# Directions
Set down again exactly the lines of the listing below that fall between the line holding "use std::fmt;" and the line holding "pub enum Tag", inclusive.

# Provided records
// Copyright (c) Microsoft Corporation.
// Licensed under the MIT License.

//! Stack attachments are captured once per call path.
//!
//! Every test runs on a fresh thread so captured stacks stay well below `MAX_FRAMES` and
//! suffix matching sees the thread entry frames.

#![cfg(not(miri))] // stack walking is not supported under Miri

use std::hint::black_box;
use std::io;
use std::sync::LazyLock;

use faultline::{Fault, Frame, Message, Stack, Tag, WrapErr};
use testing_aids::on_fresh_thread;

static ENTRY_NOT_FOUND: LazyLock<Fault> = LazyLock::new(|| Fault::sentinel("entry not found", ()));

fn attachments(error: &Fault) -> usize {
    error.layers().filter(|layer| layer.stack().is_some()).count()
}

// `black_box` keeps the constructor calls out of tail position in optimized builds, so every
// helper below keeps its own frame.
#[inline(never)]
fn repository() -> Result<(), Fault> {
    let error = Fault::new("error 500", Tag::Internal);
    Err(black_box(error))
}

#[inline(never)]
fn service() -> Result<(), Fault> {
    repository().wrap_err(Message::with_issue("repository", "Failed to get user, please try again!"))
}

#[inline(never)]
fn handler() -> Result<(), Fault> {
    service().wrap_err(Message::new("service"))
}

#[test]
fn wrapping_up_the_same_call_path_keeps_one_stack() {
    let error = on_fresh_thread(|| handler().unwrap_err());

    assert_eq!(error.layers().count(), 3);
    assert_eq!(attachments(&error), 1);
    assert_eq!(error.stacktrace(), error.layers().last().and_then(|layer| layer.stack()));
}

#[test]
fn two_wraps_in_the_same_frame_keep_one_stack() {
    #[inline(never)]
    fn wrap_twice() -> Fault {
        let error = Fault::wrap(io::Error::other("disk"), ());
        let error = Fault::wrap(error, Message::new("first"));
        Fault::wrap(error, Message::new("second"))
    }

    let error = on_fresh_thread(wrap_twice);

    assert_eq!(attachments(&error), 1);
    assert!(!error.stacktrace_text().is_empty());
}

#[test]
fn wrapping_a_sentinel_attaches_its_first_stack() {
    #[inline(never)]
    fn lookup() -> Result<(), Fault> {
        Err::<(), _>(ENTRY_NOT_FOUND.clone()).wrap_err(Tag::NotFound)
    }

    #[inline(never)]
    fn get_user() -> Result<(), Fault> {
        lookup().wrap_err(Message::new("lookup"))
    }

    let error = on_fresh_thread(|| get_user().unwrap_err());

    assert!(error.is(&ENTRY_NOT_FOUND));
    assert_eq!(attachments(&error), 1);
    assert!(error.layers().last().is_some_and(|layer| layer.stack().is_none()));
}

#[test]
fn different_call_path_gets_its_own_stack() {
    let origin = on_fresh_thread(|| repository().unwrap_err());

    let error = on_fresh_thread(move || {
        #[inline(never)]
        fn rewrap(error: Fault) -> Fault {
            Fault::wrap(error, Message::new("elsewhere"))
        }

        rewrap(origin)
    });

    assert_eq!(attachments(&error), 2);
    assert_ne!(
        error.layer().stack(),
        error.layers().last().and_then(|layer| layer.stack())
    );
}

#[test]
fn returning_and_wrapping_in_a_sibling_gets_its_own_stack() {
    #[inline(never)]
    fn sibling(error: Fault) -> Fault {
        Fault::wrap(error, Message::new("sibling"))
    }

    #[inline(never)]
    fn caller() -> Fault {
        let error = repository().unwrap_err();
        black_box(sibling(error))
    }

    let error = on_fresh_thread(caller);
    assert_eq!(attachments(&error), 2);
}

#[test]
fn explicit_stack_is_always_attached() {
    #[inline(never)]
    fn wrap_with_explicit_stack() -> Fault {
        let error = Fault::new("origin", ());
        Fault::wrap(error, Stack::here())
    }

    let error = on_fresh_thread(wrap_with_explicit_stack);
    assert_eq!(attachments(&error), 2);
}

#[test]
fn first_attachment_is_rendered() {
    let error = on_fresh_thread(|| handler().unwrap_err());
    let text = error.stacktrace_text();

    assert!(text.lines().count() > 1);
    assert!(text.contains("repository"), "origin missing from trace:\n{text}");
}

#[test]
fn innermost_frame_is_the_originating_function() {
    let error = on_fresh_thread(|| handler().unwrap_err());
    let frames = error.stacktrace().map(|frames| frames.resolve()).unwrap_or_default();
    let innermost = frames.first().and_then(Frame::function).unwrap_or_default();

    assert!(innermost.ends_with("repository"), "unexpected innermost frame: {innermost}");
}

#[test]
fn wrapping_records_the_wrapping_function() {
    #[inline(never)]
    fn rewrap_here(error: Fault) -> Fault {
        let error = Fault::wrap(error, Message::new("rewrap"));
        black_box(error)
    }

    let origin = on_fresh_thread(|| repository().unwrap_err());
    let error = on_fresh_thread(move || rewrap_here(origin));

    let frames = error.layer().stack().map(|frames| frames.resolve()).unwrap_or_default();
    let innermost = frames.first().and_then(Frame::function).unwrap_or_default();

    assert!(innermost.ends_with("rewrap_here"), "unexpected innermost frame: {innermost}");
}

==

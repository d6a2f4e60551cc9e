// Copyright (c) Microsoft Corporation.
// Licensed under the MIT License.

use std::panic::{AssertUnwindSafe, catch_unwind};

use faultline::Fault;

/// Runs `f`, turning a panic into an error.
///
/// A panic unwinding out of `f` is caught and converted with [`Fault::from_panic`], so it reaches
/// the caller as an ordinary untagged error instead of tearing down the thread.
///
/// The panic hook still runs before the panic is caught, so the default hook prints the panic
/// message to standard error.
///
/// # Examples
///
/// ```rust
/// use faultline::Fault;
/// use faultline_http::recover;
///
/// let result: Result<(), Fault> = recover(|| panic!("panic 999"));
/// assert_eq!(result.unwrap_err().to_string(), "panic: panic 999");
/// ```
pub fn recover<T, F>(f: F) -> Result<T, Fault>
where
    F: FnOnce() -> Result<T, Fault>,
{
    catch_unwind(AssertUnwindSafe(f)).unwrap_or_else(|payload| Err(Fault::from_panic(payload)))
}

---

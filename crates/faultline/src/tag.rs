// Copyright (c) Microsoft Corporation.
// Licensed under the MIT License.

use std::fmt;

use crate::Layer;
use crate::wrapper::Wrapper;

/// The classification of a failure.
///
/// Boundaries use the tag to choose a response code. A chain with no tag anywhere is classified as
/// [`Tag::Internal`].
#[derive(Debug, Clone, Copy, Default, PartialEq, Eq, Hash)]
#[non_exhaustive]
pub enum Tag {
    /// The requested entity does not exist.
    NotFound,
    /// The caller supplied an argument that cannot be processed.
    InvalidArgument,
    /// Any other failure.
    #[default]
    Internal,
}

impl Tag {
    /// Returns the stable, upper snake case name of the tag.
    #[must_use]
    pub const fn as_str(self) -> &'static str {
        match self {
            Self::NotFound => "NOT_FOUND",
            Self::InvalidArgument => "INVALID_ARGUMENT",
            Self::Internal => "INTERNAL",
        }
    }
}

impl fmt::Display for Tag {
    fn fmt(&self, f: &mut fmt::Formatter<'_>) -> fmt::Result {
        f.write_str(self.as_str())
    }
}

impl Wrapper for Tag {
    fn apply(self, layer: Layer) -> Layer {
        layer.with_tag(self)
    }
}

# Exercise response
use std::fmt;

use crate::Layer;
use crate::wrapper::Wrapper;

/// The classification of a failure.
///
/// Boundaries use the tag to choose a response code. A chain with no tag anywhere is classified as
/// [`Tag::Internal`].
#[derive(Debug, Clone, Copy, Default, PartialEq, Eq, Hash)]
#[non_exhaustive]
pub enum Tag {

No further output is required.